Маврикий (582–602). При тогдашнем положении Византии было бы чудом, если бы она могла удержать за собой Италию. У Византии было слишком много других проблем, чтобы обращать на Италию серьезное внимание. На южных границах империю беспокоят персы; на севере, в конце VI в., а именно с 590 г. — авары и славяне. Эти последние, точно на своих плечах, переносят через Дунай всю Скифию. Массы народа идут с севера. Империя не проиграла ни одной большой битвы, но стала объединяться вокруг Константинополя.
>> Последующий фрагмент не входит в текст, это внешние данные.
use crate::bn254::{BN254PairingEngine, BN254Scalar, BN254G1, BN254G2};
use crate::prelude::*;
use ark_bn254::{Fq12, Fr};
use ark_ff::{CyclotomicMultSubgroup, Field, PrimeField};
use ark_serialize::{CanonicalDeserialize, CanonicalSerialize, Compress, Validate};

/// An element of the order-`r` subgroup of `Fq12*` that pairings land in.
/// Written additively: `+` multiplies in `Fq12`, and scalar multiplication
/// exponentiates.
#[derive(Copy, Clone, Default, PartialEq, Eq, Debug)]
pub struct BN254Gt(pub(crate) Fq12);

impl Neg for BN254Gt {
    type Output = BN254Gt;

    // inversion in the cyclotomic subgroup is conjugation
    fn neg(self) -> BN254Gt {
        let mut v = self.0;
        let _ = v.cyclotomic_inverse_in_place();
        BN254Gt(v)
    }
}

impl<'a> Add<&'a BN254Gt> for BN254Gt {
    type Output = BN254Gt;

    #[inline]
    fn add(self, rhs: &'a BN254Gt) -> BN254Gt {
        BN254Gt(self.0 * rhs.0)
    }
}

impl<'a> Sub<&'a BN254Gt> for BN254Gt {
    type Output = BN254Gt;

    #[inline]
    fn sub(self, rhs: &'a BN254Gt) -> BN254Gt {
        self.add(&rhs.neg())
    }
}

impl<'a> Mul<&'a BN254Scalar> for BN254Gt {
    type Output = BN254Gt;

    fn mul(self, rhs: &'a BN254Scalar) -> BN254Gt {
        BN254Gt(self.0.pow(rhs.0.into_bigint()))
    }
}

impl<'a> AddAssign<&'a BN254Gt> for BN254Gt {
    #[inline]
    fn add_assign(&mut self, rhs: &'a BN254Gt) {
        self.0 *= rhs.0;
    }
}

impl<'a> SubAssign<&'a BN254Gt> for BN254Gt {
    #[inline]
    fn sub_assign(&mut self, rhs: &'a BN254Gt) {
        *self = self.sub(rhs);
    }
}

impl Group for BN254Gt {
    type ScalarType = BN254Scalar;

    const ENCODED_LEN: usize = 384;

    #[inline]
    fn identity() -> Self {
        BN254Gt(Fq12::ONE)
    }

    fn generator() -> Self {
        BN254PairingEngine::pairing(&BN254G1::generator(), &BN254G2::generator())
    }

    #[inline]
    fn double(&self) -> Self {
        BN254Gt(self.0.square())
    }

    fn random<R: CryptoRng + RngCore>(rng: &mut R) -> Self {
        Self::generator().mul(&BN254Scalar::random(rng))
    }

    fn to_bytes(&self) -> Vec<u8> {
        let mut buf = Vec::with_capacity(Self::ENCODED_LEN);
        let _ = self.0.serialize_with_mode(&mut buf, Compress::Yes);
        buf
    }

    fn from_bytes(bytes: &[u8]) -> Result<Self> {
        if bytes.len() != Self::ENCODED_LEN {
            return Err(AlgebraError::DeserializationError);
        }
        let v = Fq12::deserialize_with_mode(bytes, Compress::Yes, Validate::Yes)
            .map_err(|_| AlgebraError::InvalidPoint)?;
        // only the order-r subgroup is a pairing target
        if v.pow(Fr::MODULUS) != Fq12::ONE {
            return Err(AlgebraError::InvalidPoint);
        }
        Ok(BN254Gt(v))
    }

    fn multi_exp(scalars: &[&BN254Scalar], points: &[&Self]) -> Self {
        scalars
            .iter()
            .zip(points.iter())
            .fold(Self::identity(), |acc, (s, p)| acc.add(&(**p).mul(*s)))
    }
}

#[cfg(test)]
mod test {
    use super::*;

    #[test]
    fn decoding_rejects_elements_outside_the_subgroup() {
        let g = BN254Gt::generator();
        assert_eq!(BN254Gt::from_bytes(&g.to_bytes()).unwrap(), g);

        for outside in [Fq12::from(2u64), Fq12::ZERO] {
            let mut bytes = vec![];
            outside.serialize_with_mode(&mut bytes, Compress::Yes).unwrap();
            assert_eq!(bytes.len(), BN254Gt::ENCODED_LEN);
            assert_eq!(BN254Gt::from_bytes(&bytes), Err(AlgebraError::InvalidPoint));
        }
    }
}
use crate::bn254::{BN254Gt, BN254Scalar, BN254G1, BN254G2};
use crate::prelude::*;
use ark_bn254::{Bn254, G1Projective, G2Projective};
use ark_ec::{pairing::Pairing as ArkPairing, CurveGroup};

/// The optimal ate pairing on BN254.
#[derive(Copy, Clone, Debug, Default, PartialEq, Eq)]
pub struct BN254PairingEngine;

impl Pairing for BN254PairingEngine {
    type ScalarField = BN254Scalar;
    type G1 = BN254G1;
    type G2 = BN254G2;
    type Gt = BN254Gt;

    fn pairing(a: &BN254G1, b: &BN254G2) -> BN254Gt {
        BN254Gt(Bn254::pairing(a.0, b.0).0)
    }

    fn multi_pairing(a: &[BN254G1], b: &[BN254G2]) -> BN254Gt {
        let lhs = G1Projective::normalize_batch(&a.iter().map(|p| p.0).collect::<Vec<_>>());
        let rhs = G2Projective::normalize_batch(&b.iter().map(|q| q.0).collect::<Vec<_>>());
        BN254Gt(Bn254::multi_pairing(lhs, rhs).0)
    }
}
Уже враги подошли к Балканам, приблизились к Адрианополю. Маврикий хочет лично выступить против врагов, но его семейство и патриарх мешают ему в этом. Однако он идет в храм Св. Софии и ждет там чуда или видения, которое убедило бы его в успехе похода; но ни чуда, ни видения нет. Наконец Маврикий выступает против славян. Войско при виде императора ободряется, но дух самого полководца вдруг падает. Стали появляться недобрые предзнаменования, записанные греческим историком Феофилом. В одном месте императору перебежала дорогу свинья; в другом перебежало какое-то чудовище; затем подвернулось стадо оленей. Заручившись такими благовидными предлогами, Маврикий повернул назад в Константинополь, предрекая, что благополучного исхода дела быть не может. Воодушевление в войске, конечно, остыло. Император подумывает перебраться на азиатский берег[42].

Фока (602–610). Маврикий погиб от военного мятежа, и его место захватил сотник Фока, человек развращенный и жестокий. Он резал и душил сотнями, за что впоследствии и получил заслуженное возмездие. Но, несмотря на то, что самый акт восшествия на престол Фоки был возмутителен, Григорий счел нужным послать новому властителю любезное письмо, зная, что расположение императора может иметь важное значение для блага Италии. Таким образом, Григорий и тут не выказывает намерения отступиться от Восточной империи. Мало того, в Риме была поставлена даже статуя в честь Фоки. Между тем этот последний преследовал в Константинополе партию прасинов за то, что был осмеян ею в цирке. Он запретил членам ее занимать какие бы то ни было государственные должности. Это спровоцировало негодование и заговор. Народ, терпевший до сих пор свирепства императора, разорвал теперь его на части и сжег труп.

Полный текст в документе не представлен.